- Born: 16 January 1909 Pyongyang, Korea
- Died: 8 March 2001 (aged 92)
- Education: University of California, Berkeley (BA, MA, PhD)
- Known for: Description of the pathogenic myxosporean Ceratomyxa shasta
- Scientific career
- Fields: Protozoology, parasitolog, botany
- Workplaces: University of California, Santa Barbara
- Author abbrev. (botany): E.R.Noble

= Elmer Noble =

American zoologist

Elmer Ray Noble (16 January 1909 – 8 March 2001) was a United States professor of zoology at the University of California, Santa Barbara, and an internationally recognized protozoologist and parasitologist.
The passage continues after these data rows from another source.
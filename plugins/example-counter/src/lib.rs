//! # Example Counter Plugin
//!
//! A native plugin that counts updates and talks to its peers.
//!
//! ## Features
//!
//! - Publishes `counter.tick` every `emit_every` updates (context config, default 2)
//! - Handles `increment` messages whose content is an amount
//! - Resets its tick count on `counter.reset`
//!
//! Build it as a `cdylib` and drop the library next to `plugin.json` in a
//! plugin search path.

use async_trait::async_trait;
use keel_plugin_api::prelude::*;
use keel_plugin_api::{export_plugin, Result, SecurityViolation};
use std::sync::atomic::{AtomicU64, Ordering};
use std::sync::Arc;
use tracing::{debug, info, warn};

/// Plugin name
pub const NAME: &str = "counter";

/// Event published every `emit_every` ticks
pub const TICK_EVENT: &str = "counter.tick";

/// Event that resets the tick count
pub const RESET_EVENT: &str = "counter.reset";

/// Message type adding to the increment total
pub const INCREMENT_MESSAGE: &str = "increment";

const DEFAULT_EMIT_EVERY: u64 = 2;

/// Counters shared with message and event callbacks
#[derive(Debug, Default)]
pub struct CounterState {
    ticks: AtomicU64,
    increments: AtomicU64,
}

impl CounterState {
    /// Updates since start or the last reset
    pub fn ticks(&self) -> u64 {
        self.ticks.load(Ordering::SeqCst)
    }

    /// Sum of all `increment` amounts received
    pub fn increments(&self) -> u64 {
        self.increments.load(Ordering::SeqCst)
    }
}

/// Counter plugin
#[derive(Debug)]
pub struct CounterPlugin {
    state: Arc<CounterState>,
    context: Option<Arc<dyn HostContext>>,
    emit_every: u64,
    subscription: Option<u64>,
}

impl CounterPlugin {
    /// Create a counter with fresh state
    pub fn new() -> Self {
        Self::with_state(Arc::new(CounterState::default()))
    }

    /// Create a counter reporting into `state`
    pub fn with_state(state: Arc<CounterState>) -> Self {
        Self {
            state,
            context: None,
            emit_every: DEFAULT_EMIT_EVERY,
            subscription: None,
        }
    }

    /// Metadata exported with the module
    pub fn metadata() -> PluginMetadata {
        let mut metadata = PluginMetadata::new(NAME, PluginVersion::new(0, 1, 0))
            .with_tag("normal")
            .with_permission(Permission::PluginCommunication);
        metadata.display_name = "Counter".to_string();
        metadata.description = "Counts updates and publishes a tick event".to_string();
        metadata
    }
}

impl Default for CounterPlugin {
    fn default() -> Self {
        Self::new()
    }
}

#[async_trait]
impl Plugin for CounterPlugin {
    fn name(&self) -> &str {
        NAME
    }

    async fn initialize(&mut self, context: Arc<dyn HostContext>) -> Result<()> {
        if let Some(value) = context.config("emit_every") {
            self.emit_every = value
                .parse()
                .map_err(|_| PluginError::config(format!("emit_every '{value}' is not a number")))?;
        }

        let state = Arc::clone(&self.state);
        context.register_message_handler(
            INCREMENT_MESSAGE,
            Arc::new(move |message: &PluginMessage| -> std::result::Result<(), String> {
                let amount: u64 = if message.content.is_empty() {
                    1
                } else {
                    message
                        .content
                        .parse()
                        .map_err(|_| format!("bad increment '{}'", message.content))?
                };
                state.increments.fetch_add(amount, Ordering::SeqCst);
                Ok(())
            }),
        )?;

        let state = Arc::clone(&self.state);
        let subscription = context.subscribe_to_event(
            RESET_EVENT,
            Arc::new(move |event: &PluginEvent| {
                debug!(source = %event.source, "Counter reset");
                state.ticks.store(0, Ordering::SeqCst);
            }),
        )?;
        self.subscription = Some(subscription);
        self.context = Some(context);

        info!(emit_every = self.emit_every, "Counter plugin initialized");
        Ok(())
    }

    async fn shutdown(&mut self) -> Result<()> {
        if let (Some(context), Some(id)) = (&self.context, self.subscription.take()) {
            context.unsubscribe_from_event(id)?;
        }
        self.context = None;
        info!(ticks = self.state.ticks(), "Counter plugin shut down");
        Ok(())
    }

    fn update(&mut self, _delta_time: f64) -> Result<()> {
        let ticks = self.state.ticks.fetch_add(1, Ordering::SeqCst) + 1;
        if self.emit_every == 0 || ticks % self.emit_every != 0 {
            return Ok(());
        }

        if let Some(context) = &self.context {
            let event = PluginEvent::new(TICK_EVENT, NAME).with_data("ticks", ticks.to_string());
            if let Err(e) = context.emit_event(event) {
                warn!(error = %e, "Failed to publish tick");
            }
        }
        Ok(())
    }

    fn on_security_violation(&mut self, violation: &SecurityViolation) {
        warn!(kind = %violation.kind, "{}", violation.description);
    }

    async fn health_check(&self) -> Result<HealthStatus> {
        if self.context.is_some() {
            Ok(HealthStatus::Healthy)
        } else {
            Ok(HealthStatus::Degraded("not initialized".to_string()))
        }
    }
}

export_plugin!(CounterPlugin::new(), CounterPlugin::metadata());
Noble was born in Pyongyang, Korea, to American Methodist missionary parents, William Arthur Noble and Mattie Wilcox Noble. He lived with his family in Korea until 1927, when he and his identical twin brother, Glenn Arthur Noble, moved to the United States to attend the University of California, Berkeley, where he earned a B.A. in zoology, an M.A. in zoology, and a Ph.D. in protozoology and parasitology.

Noble joined the UC Santa Barbara faculty in 1936, where he worked for 38 years before retiring in 1974.

At UC Santa Barbara, he was, in turn; Chairman of the Department of Biological Sciences, Dean of Liberal Arts, Acting Provost, Acting Chancellor, Vice Chancellor, and Vice Chancellor for Graduate Affairs.

He held administrative offices in the following professional societies:

- President, Society of Southern California Parasitologists
- Vice-President, American Microscopical Society
- President, Society of Protozoologists
- President, American Society of Parasitologists

In 1971, Noble and his twin co-authored: PARASITOLOGY. The Biology of Animal Parasites. Elmer R. Noble and Glenn A. Noble. Lea & Febiger, Philadelphia.

In 1978, the former Biological Sciences Building at Santa Barbara was renamed Elmer Ray Noble Hall in his honor.

In addition to his teaching and research, he is remembered for the first description of the pathogenic myxosporean, Ceratomyxa shasta. His contributions to this field have also been recognized with the patronymy of two species of myxozoan, Myxidium noblei Zubchenko & Krasin, 1980 and Myxobolus noblei (Sarkar, 1982).

According to both the International Plant Names Index and the Harvard Herbarium, Noble was also a botanist.